Le projet de Cité de la musique permettra non seulement de rassembler les professionnels de la musique mais aussi de favoriser la diversité des échanges, enjeu qui n’existait pas dans les deux derniers siècles où régnait l’uniformité esthétique. Nul ne soutient plus actuellement que la pratique artistique serait univoque. C’est un autre des grands enjeux de l’adaptation en cours: ne plus raisonner exclusivement depuis ce qu’on appelait jadis la grande musique mais penser les musiques au pluriel, celles du passé et du présent, d’ici et d’ailleurs.
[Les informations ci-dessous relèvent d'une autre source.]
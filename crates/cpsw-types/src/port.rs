//! Switch port bitmask.

use crate::ParseError;
use serde::{Deserialize, Serialize};
use std::fmt;
use std::ops::{BitAnd, BitAndAssign, BitOr, BitOrAssign, Sub, SubAssign};
use std::str::FromStr;

/// A set of switch ports, one bit per port.
///
/// Bit 0 is the host (CPU) port. The widest supported switch has 32
/// ports, which is also the width of a hardware mask register.
///
/// # Examples
///
/// ```
/// use cpsw_types::PortMask;
///
/// let members = PortMask::HOST | PortMask::from_bits(0b100);
/// assert_eq!(members.bits(), 0b101);
/// assert!(members.contains_port(2));
/// assert_eq!((members - PortMask::HOST).bits(), 0b100);
/// ```
#[derive(Debug, Clone, Copy, Default, PartialEq, Eq, Hash, Serialize, Deserialize)]
#[serde(transparent)]
pub struct PortMask(u32);

impl PortMask {
    /// Maximum number of ports a mask can describe.
    pub const MAX_PORTS: u32 = 32;

    /// The empty mask.
    pub const EMPTY: PortMask = PortMask(0);

    /// The host port (port 0).
    pub const HOST: PortMask = PortMask(1);

    /// Creates a mask from raw bits.
    pub const fn from_bits(bits: u32) -> Self {
        PortMask(bits)
    }

    /// Creates a mask with every port of an `n`-port switch set.
    pub const fn all(ports: u32) -> Self {
        if ports >= Self::MAX_PORTS {
            PortMask(u32::MAX)
        } else {
            PortMask((1 << ports) - 1)
        }
    }

    /// Returns the raw bits.
    pub const fn bits(&self) -> u32 {
        self.0
    }

    /// Returns true if no port is set.
    pub const fn is_empty(&self) -> bool {
        self.0 == 0
    }

    /// Returns true if `port` is a member.
    pub const fn contains_port(&self, port: u32) -> bool {
        port < Self::MAX_PORTS && self.0 & (1 << port) != 0
    }

    /// Returns true if the host port is a member.
    pub const fn contains_host(&self) -> bool {
        self.0 & Self::HOST.0 != 0
    }

    /// Returns true if the two masks share a port.
    pub const fn intersects(&self, other: PortMask) -> bool {
        self.0 & other.0 != 0
    }

    /// Returns the mask with the bits of `scope` replaced by `value`.
    ///
    /// Bits outside `scope` are kept, bits of `value` outside `scope` are
    /// added as well.
    pub const fn replace_within(&self, scope: PortMask, value: PortMask) -> Self {
        PortMask((self.0 & !scope.0) | value.0)
    }
}

impl BitOr for PortMask {
    type Output = PortMask;

    fn bitor(self, rhs: PortMask) -> PortMask {
        PortMask(self.0 | rhs.0)
    }
}

impl BitOrAssign for PortMask {
    fn bitor_assign(&mut self, rhs: PortMask) {
        self.0 |= rhs.0;
    }
}

impl BitAnd for PortMask {
    type Output = PortMask;

    fn bitand(self, rhs: PortMask) -> PortMask {
        PortMask(self.0 & rhs.0)
    }
}

impl BitAndAssign for PortMask {
    fn bitand_assign(&mut self, rhs: PortMask) {
        self.0 &= rhs.0;
    }
}

/// Set difference: ports in `self` that are not in `rhs`.
impl Sub for PortMask {
    type Output = PortMask;

    fn sub(self, rhs: PortMask) -> PortMask {
        PortMask(self.0 & !rhs.0)
    }
}

impl SubAssign for PortMask {
    fn sub_assign(&mut self, rhs: PortMask) {
        self.0 &= !rhs.0;
    }
}

impl fmt::Display for PortMask {
    fn fmt(&self, f: &mut fmt::Formatter<'_>) -> fmt::Result {
        write!(f, "0x{:x}", self.0)
    }
}

impl FromStr for PortMask {
    type Err = ParseError;

    /// Parses a hex (`0x5`), binary (`0b101`) or decimal mask.
    fn from_str(s: &str) -> Result<Self, Self::Err> {
        let s = s.trim();
        let parsed = if let Some(hex) = s.strip_prefix("0x") {
            u32::from_str_radix(hex, 16)
        } else if let Some(bin) = s.strip_prefix("0b") {
            u32::from_str_radix(bin, 2)
        } else {
            s.parse()
        };

        parsed
            .map(PortMask)
            .map_err(|_| ParseError::InvalidPortMask(s.to_string()))
    }
}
Ainsi, le projet de Cité de la musique est l’occasion pour les institutions musicales de la ville de s’adapter à la nouvelle donne de la pratique artistique qui conjugue pluralité des arts légitimes, revalorisation des pratiques amateurs, variété des publics, etc. Autrement dit, de réinventer à l’échelle locale – une dimension dont la crise sanitaire a montré qu’on l’avait sans doute trop négligée – et dans des termes modernes le projet universel qui avait suscité la première éclosion de maisons de la musique.

Rémy Campos est coordinateur de la recherche à la Haute école de musique de Genève-Neuchâtel. Auteur de Instituer la musique. Les débuts du Conservatoire de Genève (1835-1859), 2003.